With supply chain management being under severe pressure during 2020’s lockdown measures, the superior service and technology that the company offers has brought tremendous returns in terms of client satisfaction. Not surprising, as the benefits of choosing PECO pallets include reduced conveyor and palletizer pile-ups, safer racking zones, less packaging, improved product safety, cheaper storage, and less time spent in circulation by the pallets.
In terms of the significant savings reported in an independent study led by Canada’s Poirier Group (TPG), distributors can avoid wasting nearly US$500,000 annually by opting for block pallets over stringer pallets. As PECO Pallet notes in a press release, this impressive amount comprises over US$440,000 in transport charges, as well as nearly US$57,000 in improved operational effort.

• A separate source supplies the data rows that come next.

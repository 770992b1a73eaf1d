//! Error types shared by the update buffer, the grouping logic and the disk tree.

use std::io;
use thiserror::Error;

/// Errors that can occur in RR-Tree operations
#[derive(Debug, Error)]
pub enum RRTreeError {
    #[error("IO error: {0}")]
    Io(#[from] io::Error),

    #[error("Serialization error: {0}")]
    Serialization(String),

    /// A caller broke an API contract (for example grouping operations
    /// against a node that has no child entries to route into).
    #[error("Invalid argument: {0}")]
    InvalidArgument(String),

    #[error("Invalid operation: {0}")]
    InvalidOperation(String),

    #[error("Tree is closed")]
    Closed,
}

/// Result type for RR-Tree operations
pub type RRTreeResult<T> = Result<T, RRTreeError>;

impl RRTreeError {
    /// Shorthand for a page-level data corruption error.
    pub(crate) fn corrupted(message: impl Into<String>) -> Self {
        RRTreeError::Io(io::Error::new(io::ErrorKind::InvalidData, message.into()))
    }
}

Also, based on a report by Freedonia (the expectation of a nearly two percent increase in pallet distribution by the end of 2019), the numbers were projected to show over 2.5 million new pallets entering the market in Canada alone.
The logistics news provider, inboundlogistics.com, in 2017 identified two reasons for the sharp increase projected by analyst Kyle Peters of Freedonia. An increase in consumer goods shipped from manufacturers, plus the upgrade of old pallets that had not been phased out due to the recession of 2017/2018, were given as the main contributors to the projection.
While a marked move toward using restored over brand-new pallets is also noted, business projections are looking particularly favorable for PECO Pallet with its sterling offering.
In December 2020, DC Velocity reported a tremendous rise in the demand for better quality rental block-pallets. PECO Pallet was ready to answer the call and it filled the gap in the market with its great quality, easy-stack pallets.
With such superb timing, we will no doubt soon see good news about its successful handling of the COVID-19 crisis.